NPH: Honestly, I’d probably go way back and say flip-books steered me toward, like, George Méliès. And the idea that you could take still images and put them together. You know, George Méliès was an illusionist. So I was drawn to him by magic, but also then turned into a filmmaker. And I really remember being young and making my own flip-book images, and then seeing that that can be turned into film images—or photo images, I guess, just one step away from film. And that really made me feel that making film was achievable, as opposed to just something that you watched from a screen from afar.

AVC: How old were you? Do you remember?

NPH: Making flip-books? Probably 7 or 8.


10. Who is the funniest person you know personally?

NPH: Would that I knew Ben Schwartz personally. I would like to say him, but alas, I don’t. So I will say my husband, David Michael Burtka. He is so hilarious. He does funny voices. And, you know, he just has a dark sense of humor and consistently makes me laugh and laugh. He doesn’t get to show off his funny very much. But he’s going to start acting again in earnest, so hopefully he’ll be able to show his comedy chops soon.


11. If a deli named a sandwich after you, what would be on it?

AVC: This is a question that has probably already happened. Somewhere on Broadway there has to be a Neil Patrick Harris club sandwich or something.

NPH: Is there? If there is, I must have one, just to feed my ego. See, now, you’re asking me this and I haven’t eaten lunch, so that was a great question. I would say it would be roasted chicken, like a rotisserie chicken that’s been peeled apart, with fresh grated cheddar cheese, fresh Hatch green chiles on a toasted English muffin with mayo and nacho cheese Doritos in the middle to give it an extra crunch. I call it the Meal Patrick Harris, thank you.

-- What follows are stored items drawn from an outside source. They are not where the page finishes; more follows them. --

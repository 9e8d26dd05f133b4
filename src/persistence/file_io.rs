//! Whole-file text I/O with an optional age-based read cache
//!
//! `TextFileIO` reads and writes a single file synchronously. Reads return
//! a string-shaped `GenericDataContainer` named after the file's uri;
//! writes render the container's value as flat text (JSON for mapping and
//! sequence shapes). A warm cache younger than the configured maximum age
//! short-circuits re-reads unless the caller forces one.

use std::fs;
use std::path::{Path, PathBuf};

use chrono::Utc;
use tracing::{debug, info};

use crate::config::CacheSettings;
use crate::container::{ContainerData, DataKind, GenericDataContainer};
use crate::constants::DEFAULT_CACHE_MAX_AGE_SECS;
use crate::error::{SharedError, SharedResult};
use crate::persistence::processor::IoProcessor;
use crate::value::Value;

/// Options for a read operation
#[derive(Debug, Clone, Copy, Default)]
pub struct ReadOptions {
    /// Ignore and clear any cached data, forcing a filesystem read
    pub force: bool,
}

/// Synchronous whole-file text reader/writer for data containers
#[derive(Debug)]
pub struct TextFileIO {
    uri: PathBuf,
    enable_cache: bool,
    cache_max_age: i64,
    cached_data: Option<String>,
    cached_at: i64,
}

impl TextFileIO {
    /// Create a file collaborator for `file_name` under `folder`
    pub fn new(folder: impl AsRef<Path>, file_name: &str) -> Self {
        Self {
            uri: folder.as_ref().join(file_name),
            enable_cache: false,
            cache_max_age: DEFAULT_CACHE_MAX_AGE_SECS,
            cached_data: None,
            cached_at: 0,
        }
    }

    /// Enable the read cache with the given maximum age in seconds
    pub fn with_cache(mut self, max_age_secs: i64) -> Self {
        self.enable_cache = true;
        self.cache_max_age = max_age_secs;
        self
    }

    /// Apply cache settings from the configuration layer
    pub fn with_cache_settings(mut self, settings: &CacheSettings) -> Self {
        self.enable_cache = settings.enabled;
        self.cache_max_age = settings.max_age_secs as i64;
        self
    }

    /// The path this collaborator reads and writes
    pub fn uri(&self) -> &Path {
        &self.uri
    }

    /// Read the whole file into a string-shaped container
    ///
    /// With the cache enabled, a cached read younger than the maximum age
    /// is returned without touching the filesystem. `ReadOptions::force`
    /// bypasses and clears the cache.
    pub fn read(
        &mut self,
        processor: Option<&dyn IoProcessor>,
        options: &ReadOptions,
    ) -> SharedResult<GenericDataContainer> {
        if self.enable_cache {
            let now = utc_timestamp();
            if options.force {
                info!("cache reset forced for {}", self.uri.display());
            } else if let Some(cached) = &self.cached_data {
                if now - self.cached_at < self.cache_max_age {
                    info!("returning cached value for {}", self.uri.display());
                    let cached = cached.clone();
                    return self.build_container(&cached);
                }
            }
            self.cached_data = None;
            self.cached_at = 0;
        }

        let content = fs::read_to_string(&self.uri)?;
        info!("{} bytes read from {}", content.len(), self.uri.display());

        if self.enable_cache {
            self.cached_data = Some(content.clone());
            self.cached_at = utc_timestamp();
            debug!("cache updated for {}", self.uri.display());
        }

        let container = self.build_container(&content)?;
        if let Some(processor) = processor {
            info!("running read processor for {}", self.uri.display());
            processor.process(&container)?;
        }
        Ok(container)
    }

    /// Render a container's value as text and write it whole-file
    ///
    /// Mapping-shaped containers are written as JSON; list and tuple
    /// shapes as JSON arrays; everything else as its flat text rendering.
    pub fn write(
        &mut self,
        data: &GenericDataContainer,
        processor: Option<&dyn IoProcessor>,
    ) -> SharedResult<()> {
        let content = render_text(data)?;
        fs::write(&self.uri, &content)?;
        info!("{} bytes written to {}", content.len(), self.uri.display());

        if self.enable_cache {
            self.cached_data = Some(content);
            self.cached_at = utc_timestamp();
        }

        if let Some(processor) = processor {
            info!("running write processor for {}", self.uri.display());
            processor.process(data)?;
        }
        Ok(())
    }

    fn build_container(&self, content: &str) -> SharedResult<GenericDataContainer> {
        let mut container =
            GenericDataContainer::new(self.uri.display().to_string(), DataKind::String);
        container.store(Value::from(content), None)?;
        Ok(container)
    }
}

/// Render a container's payload as the text form used on disk
fn render_text(data: &GenericDataContainer) -> SharedResult<String> {
    match data.data() {
        ContainerData::Text(text) => Ok(text.clone().unwrap_or_default()),
        ContainerData::Integer(i) => Ok(i.to_string()),
        ContainerData::Float(v) => Ok(v.to_string()),
        ContainerData::Decimal(d) => Ok(d.to_string()),
        ContainerData::List(items) | ContainerData::Tuple { items, .. } => {
            serde_json::to_string(items).map_err(|e| SharedError::Serialization {
                message: e.to_string(),
            })
        }
        ContainerData::Mapping(entries) => {
            serde_json::to_string(entries).map_err(|e| SharedError::Serialization {
                message: e.to_string(),
            })
        }
    }
}

fn utc_timestamp() -> i64 {
    Utc::now().timestamp()
}
//! File-backed persistence for data containers
//!
//! This module provides whole-file text I/O for `GenericDataContainer`
//! values, an optional age-based read cache, and post-read/post-write
//! processor hooks for side-effect chains.

pub mod file_io;
pub mod processor;

// Re-export commonly used items
pub use file_io::{ReadOptions, TextFileIO};
pub use processor::{FileExistsProcessor, IoProcessor};
//! Configuration for the shared library
//!
//! Settings are persisted as TOML under the platform configuration
//! directory. Every section carries defaults, so a missing or partial
//! file always loads cleanly.

use std::fs;
use std::path::{Path, PathBuf};

use serde::{Deserialize, Serialize};
use tracing::debug;

use crate::constants::DEFAULT_CACHE_MAX_AGE_SECS;
use crate::error::{SharedError, SharedResult};

/// Top-level configuration structure
#[derive(Debug, Clone, Serialize, Deserialize, PartialEq, Default)]
#[serde(default)]
pub struct SharedConfig {
    /// Logging settings
    pub logging: LoggingSettings,

    /// File-read cache settings
    pub cache: CacheSettings,
}

/// Logging settings
#[derive(Debug, Clone, Serialize, Deserialize, PartialEq)]
#[serde(default)]
pub struct LoggingSettings {
    /// Log level name ("error", "warn", "info", "debug", "trace")
    pub level: String,

    /// Whether debug logging is enabled regardless of level
    pub debug: bool,
}

/// Settings for the age-based file-read cache
#[derive(Debug, Clone, Serialize, Deserialize, PartialEq)]
#[serde(default)]
pub struct CacheSettings {
    /// Whether cached reads are enabled
    pub enabled: bool,

    /// Maximum age of a cached read in seconds
    pub max_age_secs: u64,
}

impl Default for LoggingSettings {
    fn default() -> Self {
        Self {
            level: "info".to_string(),
            debug: false,
        }
    }
}

impl Default for CacheSettings {
    fn default() -> Self {
        Self {
            enabled: false,
            max_age_secs: DEFAULT_CACHE_MAX_AGE_SECS as u64,
        }
    }
}

impl SharedConfig {
    /// Load configuration from a TOML file
    ///
    /// A missing file yields the defaults rather than an error.
    pub fn load_from(path: impl AsRef<Path>) -> SharedResult<SharedConfig> {
        let path = path.as_ref();
        if !path.exists() {
            debug!("no config file at {}, using defaults", path.display());
            return Ok(SharedConfig::default());
        }

        let content = fs::read_to_string(path)?;
        toml::from_str(&content).map_err(|e| SharedError::Config {
            message: format!("failed to parse {}: {}", path.display(), e),
        })
    }

    /// Save configuration as TOML, creating parent directories as needed
    pub fn save_to(&self, path: impl AsRef<Path>) -> SharedResult<()> {
        let path = path.as_ref();
        if let Some(parent) = path.parent() {
            fs::create_dir_all(parent)?;
        }

        let content = toml::to_string_pretty(self).map_err(|e| SharedError::Config {
            message: format!("failed to serialize configuration: {e}"),
        })?;
        fs::write(path, content)?;
        debug!("configuration saved to {}", path.display());
        Ok(())
    }
}

/// Default location of the configuration file
///
/// Resolves under the platform configuration directory, falling back to
/// the current directory when none is available.
pub fn default_config_path() -> PathBuf {
    dirs::config_dir()
        .unwrap_or_else(|| PathBuf::from("."))
        .join("datakit")
        .join("config.toml")
}

#[cfg(test)]
mod tests {
    use super::*;

    #[test]
    fn test_defaults() {
        let config = SharedConfig::default();
        assert_eq!(config.logging.level, "info");
        assert!(!config.logging.debug);
        assert!(!config.cache.enabled);
        assert_eq!(config.cache.max_age_secs, 900);
    }

    #[test]
    fn test_missing_file_loads_defaults() {
        let dir = tempfile::tempdir().unwrap();
        let config = SharedConfig::load_from(dir.path().join("nope.toml")).unwrap();
        assert_eq!(config, SharedConfig::default());
    }

    #[test]
    fn test_save_and_reload() {
        let dir = tempfile::tempdir().unwrap();
        let path = dir.path().join("sub").join("config.toml");

        let mut config = SharedConfig::default();
        config.cache.enabled = true;
        config.cache.max_age_secs = 60;
        config.logging.debug = true;
        config.save_to(&path).unwrap();

        let reloaded = SharedConfig::load_from(&path).unwrap();
        assert_eq!(reloaded, config);
    }

    #[test]
    fn test_partial_file_fills_defaults() {
        let dir = tempfile::tempdir().unwrap();
        let path = dir.path().join("config.toml");
        fs::write(&path, "[cache]\nenabled = true\n").unwrap();

        let config = SharedConfig::load_from(&path).unwrap();
        assert!(config.cache.enabled);
        assert_eq!(config.cache.max_age_secs, 900);
        assert_eq!(config.logging.level, "info");
    }

    #[test]
    fn test_invalid_file_is_config_error() {
        let dir = tempfile::tempdir().unwrap();
        let path = dir.path().join("config.toml");
        fs::write(&path, "not valid toml [[[").unwrap();

        assert!(matches!(
            SharedConfig::load_from(&path),
            Err(SharedError::Config { .. })
        ));
    }

    #[test]
    fn test_default_config_path_shape() {
        let path = default_config_path();
        assert!(path.ends_with("datakit/config.toml"));
    }
}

AVC: Speaking of Broadway, I have to ask you about the “Going Bigger” Tonys opening from 2013. I’ve watched it about five million times. Was that the hardest thing you’ve ever done? It’s just astounding.

NPH: Well, thank you. It wasn’t the hardest thing, but it was certainly the most exhilarating. And I will say that I’m not sure how it all happened, because there were so many things that could have easily gone wrong: magic tricks that didn’t work in the dress rehearsal, hoops that were going to probably be a terrible mess if I didn’t lift my leg high enough, quick changes that could have gone wrong. There was a lot at stake. But it’s the Tonys and it’s Broadway and people do that kind of nonsense, or at least used to, eight times a week. So, I was thrilled to represent.

AVC: You must really miss being on stage.

NPH: Oh man. One thing I hope to be able to champion someday soon is getting back to theater. The performers need to be able to perform in front of an audience. But more importantly, I think an audience needs to be able to have a communal experience again. I miss Hedwig and being able to live that world and perform and sing and emote and have people be affected by rock ’n’ roll. Things like that need to happen again.